An anterior cervical discectomy and fusion (ACDF) is the most commonly performed operation on the neck (cervical spine).

Why is an ACDF recommended?

The operation is performed to remove a disc prolapse that is causing neck pain as well as arm pain and/or spinal cord symptoms.
Disc prolapses can resolve spontaneously so surgery is usually indicated after non-operative treatment has failed to result in improvement. Non-operative treatment will include pain relief, physiotherapy and sometimes a cervical epidural injection of steroid.

How is surgery performed?

Under general anaesthetic, a small incision is made in the front of the neck along a natural skin crease. An anterior approach is relatively pain-free, as it does not involve significant trauma to muscles, and it allows the surgeon to safely access a cervical disc. 

Once your surgeon has ascertained the correct disc level with an x-ray, a microsurgery technique is used to remove the relevant disc. This results in decompression of the affected nerve root and/or spinal cord.

After nerve decompression an interbody cage is inserted where the disc used to be. The cages are made of a polymer called PEEK and/or carbon fibre composite and are filled with a bone graft substitute.

Although ‘fusion’ implies loss of movement, you will not notice any restriction in neck movement following an ACDF, as most of your range of motion occurs in the top 2 joints and these joints are rarely involved in degenerative disc change.

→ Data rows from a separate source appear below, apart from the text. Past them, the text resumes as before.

// grocer/app/src/pg_backend.rs

//! Postgres implementation of the checkout backend, using runtime `sqlx`
//! queries against the tables in `schema.sql`.

use async_trait::async_trait;
use chrono::{DateTime, Utc};
use grocer::backend::{Backend, BackendResult};
use grocer::order::{AddressId, NewDeliveryAddress, NewOrder, NewOrderItem};
use grocer::{BackendError, Category, DeliveryAddress, Order, OrderId, OrderItem, OrderStatus, Product, UserId};
use sqlx::types::Json;
use sqlx::{FromRow, PgPool};
use tracing::{error, instrument, warn};
use uuid::Uuid;

/// Postgres SQLSTATE for `undefined_column`.
const UNDEFINED_COLUMN: &str = "42703";

#[derive(Debug, Clone)]
pub struct PgBackend {
  pool: PgPool,
}

impl PgBackend {
  pub fn new(pool: PgPool) -> Self {
    Self { pool }
  }

  /// Loads the sample catalog when the products table is empty.
  #[instrument(name = "PgBackend::seed_catalog", skip_all, fields(products = products.len()))]
  pub async fn seed_catalog(&self, categories: &[Category], products: &[Product]) -> BackendResult<bool> {
    let existing: i64 = sqlx::query_scalar("SELECT COUNT(*) FROM products")
      .fetch_one(&self.pool)
      .await
      .map_err(|e| backend_error("products", e))?;
    if existing > 0 {
      return Ok(false);
    }

    let mut tx = self.pool.begin().await.map_err(|e| backend_error("categories", e))?;
    for category in categories {
      sqlx::query("INSERT INTO categories (id, name, icon) VALUES ($1, $2, $3)")
        .bind(category.id)
        .bind(&category.name)
        .bind(&category.icon)
        .execute(&mut *tx)
        .await
        .map_err(|e| backend_error("categories", e))?;
    }
    for product in products {
      sqlx::query(
        "INSERT INTO products (id, category_id, name, price, discount_price, unit, is_active, description, stock) \
         VALUES ($1, $2, $3, $4, $5, $6, $7, $8, $9)",
      )
      .bind(product.id)
      .bind(product.category_id)
      .bind(&product.name)
      .bind(product.price)
      .bind(product.discount_price)
      .bind(&product.unit)
      .bind(product.is_active)
      .bind(&product.description)
      .bind(product.stock)
      .execute(&mut *tx)
      .await
      .map_err(|e| backend_error("products", e))?;
    }
    tx.commit().await.map_err(|e| backend_error("products", e))?;
    Ok(true)
  }
}

/// Maps a driver error onto the backend error kinds the checkout reacts to.
fn backend_error(table: &str, err: sqlx::Error) -> BackendError {
  match err {
    sqlx::Error::Database(db) => {
      if db.code().as_deref() == Some(UNDEFINED_COLUMN) {
        BackendError::UnknownColumn {
          table: table.to_string(),
          column: quoted_identifier(db.message()).unwrap_or("unknown").to_string(),
        }
      } else {
        BackendError::rejected(table, db.message())
      }
    }
    sqlx::Error::RowNotFound => BackendError::NotFound {
      table: table.to_string(),
      id: String::new(),
    },
    other => {
      error!(%table, error = %other, "Database unavailable.");
      BackendError::from(anyhow::Error::new(other))
    }
  }
}

/// First double-quoted identifier in a server message, e.g. `metadata` in
/// `column "metadata" of relation "orders" does not exist`.
fn quoted_identifier(message: &str) -> Option<&str> {
  let start = message.find('"')? + 1;
  let len = message[start..].find('"')?;
  Some(&message[start..start + len])
}

fn to_quantity(raw: i32) -> u32 {
  u32::try_from(raw).unwrap_or_default()
}

fn to_db_quantity(quantity: u32) -> Result<i32, BackendError> {
  i32::try_from(quantity).map_err(|_| BackendError::rejected("order_items", format!("quantity {quantity} out of range")))
}

// --- Row types ---

#[derive(Debug, FromRow)]
struct ProductRow {
  id: Uuid,
  category_id: Option<Uuid>,
  name: String,
  price: f64,
  discount_price: Option<f64>,
  unit: Option<String>,
  image_url: Option<String>,
  is_active: bool,
  created_at: Option<DateTime<Utc>>,
  stock: Option<i32>,
  description: Option<String>,
}

impl From<ProductRow> for Product {
  fn from(row: ProductRow) -> Self {
    Product {
      id: row.id,
      name: row.name,
      price: row.price,
      discount_price: row.discount_price,
      unit: row.unit,
      category_id: row.category_id,
      is_active: row.is_active,
      description: row.description,
      image_url: row.image_url,
      stock: row.stock,
      created_at: row.created_at,
    }
  }
}

#[derive(Debug, FromRow)]
struct CategoryRow {
  id: Uuid,
  name: String,
  icon: Option<String>,
}

#[derive(Debug, FromRow)]
struct AddressRow {
  id: AddressId,
  user_id: UserId,
  name: String,
  receiver_name: String,
  phone: String,
  address_line1: String,
  address_line2: Option<String>,
  city: String,
  state: String,
  pincode: String,
  is_default: bool,
}

impl From<AddressRow> for DeliveryAddress {
  fn from(row: AddressRow) -> Self {
    DeliveryAddress {
      id: row.id,
      user_id: row.user_id,
      name: row.name,
      receiver_name: row.receiver_name,
      phone: row.phone,
      address_line1: row.address_line1,
      address_line2: row.address_line2,
      city: row.city,
      state: row.state,
      pincode: row.pincode,
      is_default: row.is_default,
    }
  }
}

#[derive(Debug, FromRow)]
struct OrderRow {
  id: OrderId,
  user_id: UserId,
  total_amount: f64,
  status: String,
  delivery_address_id: Option<AddressId>,
  created_at: DateTime<Utc>,
}

impl From<OrderRow> for Order {
  fn from(row: OrderRow) -> Self {
    let status = OrderStatus::parse(&row.status).unwrap_or_else(|| {
      warn!(order_id = %row.id, status = %row.status, "Unknown order status; treating as placed.");
      OrderStatus::Placed
    });
    Order {
      id: row.id,
      user_id: row.user_id,
      total_amount: row.total_amount,
      status,
      delivery_address_id: row.delivery_address_id,
      // Not selected: the column may not exist.
      metadata: None,
      created_at: row.created_at,
    }
  }
}

#[derive(Debug, FromRow)]
struct OrderItemRow {
  id: Uuid,
  order_id: OrderId,
  product_id: Uuid,
  quantity: i32,
  price: f64,
}

impl From<OrderItemRow> for OrderItem {
  fn from(row: OrderItemRow) -> Self {
    OrderItem {
      id: row.id,
      order_id: row.order_id,
      product_id: row.product_id,
      quantity: to_quantity(row.quantity),
      price: row.price,
    }
  }
}

const ORDER_COLUMNS: &str = "id, user_id, total_amount, status, delivery_address_id, created_at";
const ADDRESS_COLUMNS: &str =
  "id, user_id, name, receiver_name, phone, address_line1, address_line2, city, state, pincode, is_default";

#[async_trait]
impl Backend for PgBackend {
  async fn list_products(&self) -> BackendResult<Vec<Product>> {
    let rows: Vec<ProductRow> = sqlx::query_as(
      "SELECT id, category_id, name, price, discount_price, unit, image_url, is_active, created_at, stock, description \
       FROM products",
    )
    .fetch_all(&self.pool)
    .await
    .map_err(|e| backend_error("products", e))?;
    Ok(rows.into_iter().map(Product::from).collect())
  }

  async fn list_categories(&self) -> BackendResult<Vec<Category>> {
    let rows: Vec<CategoryRow> = sqlx::query_as("SELECT id, name, icon FROM categories ORDER BY name ASC")
      .fetch_all(&self.pool)
      .await
      .map_err(|e| backend_error("categories", e))?;
    Ok(
      rows
        .into_iter()
        .map(|row| Category {
          id: row.id,
          name: row.name,
          icon: row.icon.unwrap_or_default(),
        })
        .collect(),
    )
  }

  #[instrument(name = "PgBackend::insert_delivery_address", skip_all, fields(user_id = %address.user_id))]
  async fn insert_delivery_address(&self, address: NewDeliveryAddress) -> BackendResult<DeliveryAddress> {
    let row: AddressRow = sqlx::query_as(&format!(
      "INSERT INTO delivery_addresses \
       (user_id, name, receiver_name, phone, address_line1, address_line2, city, state, pincode, is_default) \
       VALUES ($1, $2, $3, $4, $5, $6, $7, $8, $9, $10) RETURNING {ADDRESS_COLUMNS}"
    ))
    .bind(address.user_id)
    .bind(&address.name)
    .bind(&address.receiver_name)
    .bind(&address.phone)
    .bind(&address.address_line1)
    .bind(&address.address_line2)
    .bind(&address.city)
    .bind(&address.state)
    .bind(&address.pincode)
    .bind(address.is_default)
    .fetch_one(&self.pool)
    .await
    .map_err(|e| backend_error("delivery_addresses", e))?;
    Ok(row.into())
  }

  async fn list_delivery_addresses(&self, user_id: UserId) -> BackendResult<Vec<DeliveryAddress>> {
    let rows: Vec<AddressRow> = sqlx::query_as(&format!(
      "SELECT {ADDRESS_COLUMNS} FROM delivery_addresses WHERE user_id = $1 ORDER BY is_default DESC, created_at ASC"
    ))
    .bind(user_id)
    .fetch_all(&self.pool)
    .await
    .map_err(|e| backend_error("delivery_addresses", e))?;
    Ok(rows.into_iter().map(DeliveryAddress::from).collect())
  }

  #[instrument(
    name = "PgBackend::insert_order",
    skip_all,
    fields(user_id = %order.user_id, with_metadata = order.metadata.is_some())
  )]
  async fn insert_order(&self, order: NewOrder) -> BackendResult<Order> {
    let sql = match order.metadata {
      Some(_) => format!(
        "INSERT INTO orders (user_id, total_amount, status, delivery_address_id, metadata) \
         VALUES ($1, $2, $3, $4, $5) RETURNING {ORDER_COLUMNS}"
      ),
      None => format!(
        "INSERT INTO orders (user_id, total_amount, status, delivery_address_id) \
         VALUES ($1, $2, $3, $4) RETURNING {ORDER_COLUMNS}"
      ),
    };
    let mut query = sqlx::query_as::<_, OrderRow>(&sql)
      .bind(order.user_id)
      .bind(order.total_amount)
      .bind(order.status.as_str())
      .bind(order.delivery_address_id);
    if let Some(metadata) = &order.metadata {
      query = query.bind(Json(metadata.clone()));
    }
    let row = query.fetch_one(&self.pool).await.map_err(|e| backend_error("orders", e))?;
    let mut created = Order::from(row);
    created.metadata = order.metadata;
    Ok(created)
  }

  #[instrument(name = "PgBackend::delete_order", skip(self))]
  async fn delete_order(&self, order_id: OrderId) -> BackendResult<()> {
    let mut tx = self.pool.begin().await.map_err(|e| backend_error("orders", e))?;
    sqlx::query("DELETE FROM order_items WHERE order_id = $1")
      .bind(order_id)
      .execute(&mut *tx)
      .await
      .map_err(|e| backend_error("order_items", e))?;
    let deleted = sqlx::query("DELETE FROM orders WHERE id = $1")
      .bind(order_id)
      .execute(&mut *tx)
      .await
      .map_err(|e| backend_error("orders", e))?
      .rows_affected();
    if deleted == 0 {
      return Err(BackendError::NotFound {
        table: "orders".to_string(),
        id: order_id.to_string(),
      });
    }
    tx.commit().await.map_err(|e| backend_error("orders", e))
  }

  #[instrument(name = "PgBackend::insert_order_items", skip_all, fields(count = items.len()))]
  async fn insert_order_items(&self, items: Vec<NewOrderItem>) -> BackendResult<Vec<OrderItem>> {
    let mut tx = self.pool.begin().await.map_err(|e| backend_error("order_items", e))?;
    let mut created = Vec::with_capacity(items.len());
    for item in &items {
      let row: OrderItemRow = sqlx::query_as(
        "INSERT INTO order_items (order_id, product_id, quantity, price) VALUES ($1, $2, $3, $4) \
         RETURNING id, order_id, product_id, quantity, price",
      )
      .bind(item.order_id)
      .bind(item.product_id)
      .bind(to_db_quantity(item.quantity)?)
      .bind(item.price)
      .fetch_one(&mut *tx)
      .await
      .map_err(|e| backend_error("order_items", e))?;
      created.push(OrderItem::from(row));
    }
    tx.commit().await.map_err(|e| backend_error("order_items", e))?;
    Ok(created)
  }

  async fn list_orders(&self, user_id: UserId) -> BackendResult<Vec<Order>> {
    let rows: Vec<OrderRow> = sqlx::query_as(&format!(
      "SELECT {ORDER_COLUMNS} FROM orders WHERE user_id = $1 ORDER BY created_at DESC"
    ))
    .bind(user_id)
    .fetch_all(&self.pool)
    .await
    .map_err(|e| backend_error("orders", e))?;
    Ok(rows.into_iter().map(Order::from).collect())
  }

  async fn list_order_items(&self, order_ids: &[OrderId]) -> BackendResult<Vec<OrderItem>> {
    if order_ids.is_empty() {
      return Ok(Vec::new());
    }
    let rows: Vec<OrderItemRow> = sqlx::query_as(
      "SELECT id, order_id, product_id, quantity, price FROM order_items WHERE order_id = ANY($1)",
    )
    .bind(order_ids.to_vec())
    .fetch_all(&self.pool)
    .await
    .map_err(|e| backend_error("order_items", e))?;
    Ok(rows.into_iter().map(OrderItem::from).collect())
  }
}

What happens after surgery?

Post-operatively, you will be able to mobilise a few hours following surgery. A wound drain is removed by nursing staff the following morning and you will be reviewed by your physiotherapist. It is recommended that you do not drive a car for two weeks and that you do not work full-time for four to six weeks. The most important message following an ACDF is to avoid lifting any significant weights for the first few weeks following surgery. It is normally recommended that you have 4-6 weeks off work after cervical disc surgery.

If you have any questions about your post-operative care, then your surgeon will be happy to speak to you directly.

How successful is the operation?

Patient satisfaction rates are 85-90% and we would expect 90% of patients to experience significant relief of arm pain. Pain relief is normally immediate. If numbness or weakness are present before the operation, then these may recover over a time period of months.

What are the risks of surgery?

There is a small risk of wound infection (1%), bleeding (1%) or spinal fluid leak (1%). You will likely experience some swallowing discomfort in the early post-operative period. Occasionally this may persist longer. 2-3% of patients may experience transient hoarseness of voice and rarely this can be permanent. Neurological injury to a spinal nerve or spinal cord is rare, but can result in serious problems such as numbness, weakness or paralysis in the limbs or problems with bladder, bowel or sexual dysfunction.

If your risk of worsening of spinal cord function is felt to be higher than normal (for example, if you have severe spinal cord compression) then your surgeon may discuss with you the use of intra-operative spinal cord monitoring.

There is a small risk associated with general anaesthesia (heart problems, chest complications, blood clots, infection) and these risks may increase with certain medical conditions.